» TASK OBJECTIVE
Count the lines in the following data that include "CsvExport". Please write only the number.

» SOURCE RECORDS
■ ■ ■ ■ ■ ■ ■

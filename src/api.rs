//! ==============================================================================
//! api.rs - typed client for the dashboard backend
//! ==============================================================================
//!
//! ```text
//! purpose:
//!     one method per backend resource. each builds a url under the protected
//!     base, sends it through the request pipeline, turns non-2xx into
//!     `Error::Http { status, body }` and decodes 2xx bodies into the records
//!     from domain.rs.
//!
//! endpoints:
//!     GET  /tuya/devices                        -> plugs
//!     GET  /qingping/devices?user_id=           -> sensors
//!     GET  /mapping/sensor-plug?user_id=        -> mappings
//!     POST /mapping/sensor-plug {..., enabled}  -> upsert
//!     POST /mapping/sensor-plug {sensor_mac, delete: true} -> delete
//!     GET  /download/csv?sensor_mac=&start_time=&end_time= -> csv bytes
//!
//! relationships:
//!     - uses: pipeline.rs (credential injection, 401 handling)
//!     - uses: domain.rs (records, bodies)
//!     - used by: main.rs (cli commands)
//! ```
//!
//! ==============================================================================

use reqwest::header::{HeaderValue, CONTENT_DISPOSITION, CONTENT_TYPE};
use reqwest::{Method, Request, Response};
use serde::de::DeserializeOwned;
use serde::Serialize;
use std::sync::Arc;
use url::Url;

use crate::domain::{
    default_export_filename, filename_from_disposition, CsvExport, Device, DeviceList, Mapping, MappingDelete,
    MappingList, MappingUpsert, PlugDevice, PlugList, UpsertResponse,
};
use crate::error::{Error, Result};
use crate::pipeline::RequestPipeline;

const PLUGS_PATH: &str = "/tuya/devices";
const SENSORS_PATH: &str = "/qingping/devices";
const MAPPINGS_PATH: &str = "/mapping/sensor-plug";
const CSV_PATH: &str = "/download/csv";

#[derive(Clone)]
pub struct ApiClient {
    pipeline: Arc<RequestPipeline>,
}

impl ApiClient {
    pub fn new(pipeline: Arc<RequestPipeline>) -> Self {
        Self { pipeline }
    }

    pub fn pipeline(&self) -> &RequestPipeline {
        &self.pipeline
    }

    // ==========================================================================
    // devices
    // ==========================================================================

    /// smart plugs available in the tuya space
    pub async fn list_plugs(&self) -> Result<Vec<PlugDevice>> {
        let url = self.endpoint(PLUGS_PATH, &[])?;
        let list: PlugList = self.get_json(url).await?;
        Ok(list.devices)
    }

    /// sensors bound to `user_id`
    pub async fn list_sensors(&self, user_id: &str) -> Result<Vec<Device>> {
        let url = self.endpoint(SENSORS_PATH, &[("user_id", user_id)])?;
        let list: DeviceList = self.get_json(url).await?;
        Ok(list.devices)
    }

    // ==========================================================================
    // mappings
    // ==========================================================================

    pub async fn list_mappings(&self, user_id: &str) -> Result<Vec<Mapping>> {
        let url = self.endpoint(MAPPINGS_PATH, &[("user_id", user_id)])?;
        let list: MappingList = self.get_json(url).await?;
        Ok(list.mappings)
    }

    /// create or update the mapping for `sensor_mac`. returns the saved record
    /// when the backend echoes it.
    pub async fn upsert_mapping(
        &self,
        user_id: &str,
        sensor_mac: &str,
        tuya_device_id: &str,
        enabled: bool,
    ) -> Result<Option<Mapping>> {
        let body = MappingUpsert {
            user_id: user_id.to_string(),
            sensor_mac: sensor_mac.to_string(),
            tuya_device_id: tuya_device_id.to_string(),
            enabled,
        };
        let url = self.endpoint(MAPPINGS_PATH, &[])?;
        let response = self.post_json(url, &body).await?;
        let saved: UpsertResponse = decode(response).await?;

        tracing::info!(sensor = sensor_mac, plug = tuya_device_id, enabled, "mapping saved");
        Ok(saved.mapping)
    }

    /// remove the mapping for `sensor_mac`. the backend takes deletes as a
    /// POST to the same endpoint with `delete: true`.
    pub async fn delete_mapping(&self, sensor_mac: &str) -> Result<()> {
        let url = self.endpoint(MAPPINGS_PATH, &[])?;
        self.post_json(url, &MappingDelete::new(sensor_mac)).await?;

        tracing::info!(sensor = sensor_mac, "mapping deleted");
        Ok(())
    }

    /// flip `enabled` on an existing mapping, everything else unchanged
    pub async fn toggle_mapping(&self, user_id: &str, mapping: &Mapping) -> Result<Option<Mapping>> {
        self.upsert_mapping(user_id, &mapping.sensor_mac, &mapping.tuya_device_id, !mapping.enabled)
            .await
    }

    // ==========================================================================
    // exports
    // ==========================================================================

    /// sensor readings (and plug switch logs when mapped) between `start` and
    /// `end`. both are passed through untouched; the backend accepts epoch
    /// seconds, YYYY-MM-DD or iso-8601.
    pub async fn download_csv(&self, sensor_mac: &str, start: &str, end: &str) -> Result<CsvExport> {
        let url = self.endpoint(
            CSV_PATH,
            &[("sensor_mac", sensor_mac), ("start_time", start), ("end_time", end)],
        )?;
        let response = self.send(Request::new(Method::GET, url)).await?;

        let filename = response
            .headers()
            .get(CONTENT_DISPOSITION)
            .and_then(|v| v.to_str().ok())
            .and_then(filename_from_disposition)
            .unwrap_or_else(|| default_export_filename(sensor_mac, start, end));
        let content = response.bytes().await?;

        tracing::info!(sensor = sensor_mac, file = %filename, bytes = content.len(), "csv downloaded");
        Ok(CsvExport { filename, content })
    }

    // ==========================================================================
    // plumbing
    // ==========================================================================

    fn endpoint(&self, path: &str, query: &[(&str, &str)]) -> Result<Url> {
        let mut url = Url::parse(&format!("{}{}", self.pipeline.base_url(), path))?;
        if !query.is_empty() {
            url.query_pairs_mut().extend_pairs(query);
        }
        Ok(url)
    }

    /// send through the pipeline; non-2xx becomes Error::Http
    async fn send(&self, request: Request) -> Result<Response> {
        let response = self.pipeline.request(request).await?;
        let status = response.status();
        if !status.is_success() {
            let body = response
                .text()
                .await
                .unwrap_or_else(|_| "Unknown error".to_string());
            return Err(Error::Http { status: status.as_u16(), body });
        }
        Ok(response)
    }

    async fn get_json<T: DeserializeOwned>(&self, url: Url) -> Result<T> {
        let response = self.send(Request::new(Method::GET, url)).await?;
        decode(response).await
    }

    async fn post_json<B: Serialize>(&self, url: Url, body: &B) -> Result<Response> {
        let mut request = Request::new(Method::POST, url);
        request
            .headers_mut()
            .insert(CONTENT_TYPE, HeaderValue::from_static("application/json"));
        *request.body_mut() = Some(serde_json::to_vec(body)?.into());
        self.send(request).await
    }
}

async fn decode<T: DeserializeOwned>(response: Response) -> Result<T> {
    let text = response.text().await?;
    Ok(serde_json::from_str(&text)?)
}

■ ■ ■ ■ ■ ■ ■

» TASK ANSWER
3